Project description:While some genetically modified (GM) plants have been targeted to confer tolerance to abiotic stressors, transgenes are impacted by abiotic stressors, causing adverse effects on plant physiology and yield. However, routine safety analyses do not assess the response of GM plants under different environmental stress conditions. In the context of climate change, the combination of abiotic stressors is a reality in agroecosystems. Therefore, the aim of this study was to analyze the metabolic cost by assessing the proteomic profiles of GM soybean varieties under glyphosate spraying and water deficit conditions compared to their non-transgenic conventional counterparts.

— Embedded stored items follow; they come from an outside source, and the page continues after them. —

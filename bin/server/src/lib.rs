//! portico web server.
//!
//! Logs users in through an OpenID Connect provider using the
//! authorization-code flow, keeps who they are in a server-side session and
//! provisions a local user record the first time a subject logs in.

pub mod app;
pub mod auth;
pub mod config;
pub mod error;
pub mod pages;
pub mod server_helpers;
//! The post-redirect half of the login: code in, authenticated session out.

use portico_platform_access::{
    AuthState, IdentityClaims, Session, SessionId, SessionProfile, reconcile_user,
};

use super::AppState;
use crate::error::CallbackError;

/// Turns an authorization code into a saved, authenticated session.
///
/// Steps run strictly in order and stop at the first failure, so a rejected
/// token never reaches the user store and a store failure never writes a
/// session. `auth_state` carries the PKCE verifier and nonce issued with the
/// login redirect.
///
/// The authenticated session always gets a fresh ID. `previous` is the
/// session the browser arrived with, if any; it is destroyed only after the
/// new session is stored, so a failed save leaves the browser's existing
/// session intact.
pub async fn establish_session(
    state: &AppState,
    code: &str,
    auth_state: &AuthState,
    previous: Option<&SessionId>,
) -> Result<Session, CallbackError> {
    if code.is_empty() {
        return Err(CallbackError::MissingCode);
    }

    let tokens = state
        .identity_provider
        .exchange_code(code, auth_state)
        .await
        .map_err(CallbackError::Exchange)?;

    let raw_claims = state
        .identity_provider
        .verify_id_token(&tokens, auth_state)
        .await
        .map_err(CallbackError::Verification)?;
    tracing::debug!(claims = ?raw_claims, "Verified ID token");

    let claims = IdentityClaims::try_from(raw_claims).map_err(CallbackError::Claims)?;

    let reconciled = reconcile_user(state.users.as_ref(), &claims)
        .await
        .map_err(CallbackError::Database)?;

    let session_id = SessionId::generate().map_err(CallbackError::Entropy)?;
    let mut session = Session::new(session_id, state.session_config.duration());
    session.set_profile(SessionProfile::new(&reconciled.user, claims.raw().clone()));

    state
        .sessions
        .save(&session)
        .await
        .map_err(CallbackError::Session)?;

    // The browser's cookie is replaced either way; a stale row expires on its own.
    if let Some(previous) = previous {
        if let Err(e) = state.sessions.destroy(previous).await {
            tracing::warn!(error = %e, "Failed to destroy previous session");
        }
    }

    tracing::info!(
        user_id = %reconciled.user.id(),
        is_new_user = reconciled.is_new_user,
        "Login completed"
    );

    Ok(session)
}
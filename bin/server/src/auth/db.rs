//! Database repositories for users and sessions.

use async_trait::async_trait;
use chrono::{DateTime, Utc};
use portico_core::UserId;
use portico_platform_access::{
    Session, SessionId, SessionProfile, SessionStore, SessionStoreError, User, UserStore,
    UserStoreError,
};
use sqlx::types::Json;
use sqlx::{FromRow, PgPool};
use std::str::FromStr;

/// Row type for user queries.
#[derive(FromRow)]
struct UserRow {
    id: String,
    external_subject_id: String,
    email: String,
    created_at: DateTime<Utc>,
}

impl UserRow {
    fn try_into_user(self) -> Result<User, UserStoreError> {
        let id = UserId::from_str(&self.id).map_err(|e| UserStoreError::Database {
            details: format!("invalid user id '{}': {}", self.id, e),
        })?;
        Ok(User::with_all_fields(
            id,
            self.external_subject_id,
            self.email,
            self.created_at,
        ))
    }
}

/// Row type for session queries.
#[derive(FromRow)]
struct SessionRow {
    id: String,
    profile: Option<Json<SessionProfile>>,
    created_at: DateTime<Utc>,
    expires_at: DateTime<Utc>,
}

impl SessionRow {
    fn into_session(self) -> Session {
        Session::with_all_fields(
            SessionId::new(self.id),
            self.profile.map(|Json(profile)| profile),
            self.created_at,
            self.expires_at,
        )
    }
}

fn user_error(e: sqlx::Error) -> UserStoreError {
    UserStoreError::Database {
        details: e.to_string(),
    }
}

fn session_error(e: sqlx::Error) -> SessionStoreError {
    SessionStoreError::Backend {
        details: e.to_string(),
    }
}

/// Repository for user operations.
pub struct UserRepository {
    pool: PgPool,
}

impl UserRepository {
    /// Creates a new user repository.
    pub fn new(pool: PgPool) -> Self {
        Self { pool }
    }
}

#[async_trait]
impl UserStore for UserRepository {
    async fn find_by_subject(&self, subject: &str) -> Result<Option<User>, UserStoreError> {
        let row: Option<UserRow> = sqlx::query_as(
            r#"
            SELECT id, external_subject_id, email, created_at
            FROM users
            WHERE external_subject_id = $1
            "#,
        )
        .bind(subject)
        .fetch_optional(&self.pool)
        .await
        .map_err(user_error)?;

        row.map(UserRow::try_into_user).transpose()
    }

    async fn create(&self, user: &User) -> Result<(), UserStoreError> {
        sqlx::query(
            r#"
            INSERT INTO users (id, external_subject_id, email, created_at)
            VALUES ($1, $2, $3, $4)
            "#,
        )
        .bind(user.id().to_string())
        .bind(user.external_subject_id())
        .bind(user.email())
        .bind(user.created_at())
        .execute(&self.pool)
        .await
        .map_err(|e| {
            if e.as_database_error()
                .is_some_and(|db| db.is_unique_violation())
            {
                UserStoreError::Conflict {
                    subject: user.external_subject_id().to_string(),
                }
            } else {
                user_error(e)
            }
        })?;

        Ok(())
    }
}

/// Repository for session operations.
pub struct SessionRepository {
    pool: PgPool,
}

impl SessionRepository {
    /// Creates a new session repository.
    pub fn new(pool: PgPool) -> Self {
        Self { pool }
    }

    /// Deletes expired sessions.
    pub async fn delete_expired(&self) -> Result<u64, SessionStoreError> {
        let result = sqlx::query(
            r#"
            DELETE FROM sessions
            WHERE expires_at < NOW()
            "#,
        )
        .execute(&self.pool)
        .await
        .map_err(session_error)?;

        Ok(result.rows_affected())
    }
}

#[async_trait]
impl SessionStore for SessionRepository {
    async fn find(&self, id: &SessionId) -> Result<Option<Session>, SessionStoreError> {
        let row: Option<SessionRow> = sqlx::query_as(
            r#"
            SELECT id, profile, created_at, expires_at
            FROM sessions
            WHERE id = $1
            "#,
        )
        .bind(id.as_str())
        .fetch_optional(&self.pool)
        .await
        .map_err(|e| match e {
            sqlx::Error::ColumnDecode { source, .. } => SessionStoreError::Corrupt {
                session_id: id.to_string(),
                reason: source.to_string(),
            },
            other => session_error(other),
        })?;

        let Some(session) = row.map(SessionRow::into_session) else {
            return Ok(None);
        };

        if session.is_expired() {
            tracing::debug!(session_id = %id, "Removing expired session");
            self.destroy(id).await?;
            return Ok(None);
        }

        Ok(Some(session))
    }

    async fn save(&self, session: &Session) -> Result<(), SessionStoreError> {
        sqlx::query(
            r#"
            INSERT INTO sessions (id, profile, created_at, expires_at)
            VALUES ($1, $2, $3, $4)
            ON CONFLICT (id) DO UPDATE
            SET profile = EXCLUDED.profile, expires_at = EXCLUDED.expires_at
            "#,
        )
        .bind(session.id().as_str())
        .bind(session.profile().map(Json))
        .bind(session.created_at())
        .bind(session.expires_at())
        .execute(&self.pool)
        .await
        .map_err(session_error)?;

        Ok(())
    }

    async fn destroy(&self, id: &SessionId) -> Result<(), SessionStoreError> {
        sqlx::query(
            r#"
            DELETE FROM sessions
            WHERE id = $1
            "#,
        )
        .bind(id.as_str())
        .execute(&self.pool)
        .await
        .map_err(session_error)?;

        Ok(())
    }
}
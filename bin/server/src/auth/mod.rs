//! Authentication module for the portico server.
//!
//! This module provides:
//! - The OIDC client for the configured identity provider
//! - Database-backed user and session repositories
//! - The login, callback and logout handlers
//! - Session extractors and the guard for protected routes
//!
//! Handlers never touch the database or the provider directly. They go
//! through the [`IdentityProvider`], [`UserStore`] and [`SessionStore`]
//! contracts held in [`AppState`], so the router can run against in-memory
//! stores in tests.

pub mod db;
pub mod flow;
pub mod middleware;
pub mod oidc;
pub mod routes;

use crate::config::SessionConfig;
use portico_platform_access::{IdentityProvider, OidcConfig, SessionStore, UserStore};
use std::sync::Arc;

pub use middleware::{OptionalSession, require_session};
pub use oidc::OidcClient;
pub use routes::{callback, login, logout};

/// Shared application state.
pub struct AppState {
    /// Identity provider for the authorization-code flow.
    pub identity_provider: Arc<dyn IdentityProvider>,
    /// Local user records.
    pub users: Arc<dyn UserStore>,
    /// Server-side sessions.
    pub sessions: Arc<dyn SessionStore>,
    /// Provider settings, used to build the logout URL.
    pub oidc_config: OidcConfig,
    /// Session configuration.
    pub session_config: SessionConfig,
}

impl AppState {
    /// Creates a new application state.
    pub fn new(
        identity_provider: Arc<dyn IdentityProvider>,
        users: Arc<dyn UserStore>,
        sessions: Arc<dyn SessionStore>,
        oidc_config: OidcConfig,
        session_config: SessionConfig,
    ) -> Self {
        Self {
            identity_provider,
            users,
            sessions,
            oidc_config,
            session_config,
        }
    }
}
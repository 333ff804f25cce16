//! Random opaque tokens.
//!
//! Tokens are drawn from the operating system CSPRNG and encoded as
//! unpadded base64url, so they can be placed in a query parameter or a
//! cookie without further escaping.

use base64::Engine;
use base64::engine::general_purpose::URL_SAFE_NO_PAD;
use std::fmt;

/// Number of random bytes in every generated token.
pub const TOKEN_BYTES: usize = 32;

/// The operating system could not provide entropy.
///
/// There is no fallback: callers must abort the operation that needed the
/// token rather than continue with a predictable value.
#[derive(Debug, Clone, PartialEq, Eq)]
pub struct EntropyError {
    pub reason: String,
}

impl fmt::Display for EntropyError {
    fn fmt(&self, f: &mut fmt::Formatter<'_>) -> fmt::Result {
        write!(f, "failed to obtain entropy: {}", self.reason)
    }
}

impl std::error::Error for EntropyError {}

/// Generates a new random token.
///
/// # Errors
///
/// Returns [`EntropyError`] if the system random source fails.
pub fn random_token() -> Result<String, EntropyError> {
    let mut bytes = [0u8; TOKEN_BYTES];
    getrandom::fill(&mut bytes).map_err(|e| EntropyError {
        reason: e.to_string(),
    })?;
    Ok(URL_SAFE_NO_PAD.encode(bytes))
}
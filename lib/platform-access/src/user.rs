//! Local user records.
//!
//! A user is provisioned the first time a subject completes a login and is
//! identified from then on by the provider's subject claim. The login flow
//! only ever reads or creates users; it never updates or deletes them.

use chrono::{DateTime, Utc};
use portico_core::UserId;
use serde::{Deserialize, Serialize};

/// A local user record.
#[derive(Debug, Clone, PartialEq, Eq, Serialize, Deserialize)]
pub struct User {
    /// Internal user ID.
    id: UserId,
    /// Subject claim - stable, unique identifier issued by the identity provider.
    external_subject_id: String,
    /// Email captured at provisioning time. Not guaranteed unique.
    email: String,
    /// When the user record was created.
    created_at: DateTime<Utc>,
}

impl User {
    /// Creates a new user for a subject seen for the first time.
    ///
    /// The user ID and creation timestamp are generated here.
    #[must_use]
    pub fn new(external_subject_id: String, email: String) -> Self {
        Self {
            id: UserId::new(),
            external_subject_id,
            email,
            created_at: Utc::now(),
        }
    }

    /// Reconstitutes a user from storage.
    #[must_use]
    pub fn with_all_fields(
        id: UserId,
        external_subject_id: String,
        email: String,
        created_at: DateTime<Utc>,
    ) -> Self {
        Self {
            id,
            external_subject_id,
            email,
            created_at,
        }
    }

    /// Returns the user's internal ID.
    #[must_use]
    pub fn id(&self) -> UserId {
        self.id
    }

    /// Returns the provider's subject identifier.
    #[must_use]
    pub fn external_subject_id(&self) -> &str {
        &self.external_subject_id
    }

    /// Returns the stored email.
    #[must_use]
    pub fn email(&self) -> &str {
        &self.email
    }

    /// Returns when the user was created.
    #[must_use]
    pub fn created_at(&self) -> DateTime<Utc> {
        self.created_at
    }
}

We found evidence of cumulative adverse effects that resulted in the reduction of enzymes involved in carbohydrate metabolism, along with the expression of amino acids and nitrogen metabolic enzymes. Ribosomal metabolism was significantly enriched, particularly the protein families associated with ribosomal complexes L5 and L18. The interaction network map showed that the affected module representing the ribosome pathway interacts strongly with other important proteins, such as the chloro-plastic gamma ATP synthase subunit. Combined, these findings provide clear evidence for increasing the metabolic costs of GM soybean plants in response to the accumulation of stress factors. First, alterations in the ribosome pathway indicate that the GM plant itself carries a metabolic burden associated with the biosynthesis of proteins as effects of genetic transformation. GM plants also showed an imbalance in energy demand and production under controlled conditions, which was increased under drought conditions. Identifying the consequences of altered metabolism related to the interaction between plant transgene stress responses allows us to understand the possible effects on the ecology and evolution of plants in the medium and long term and the potential interactions with other organisms when these organisms are released in the environment.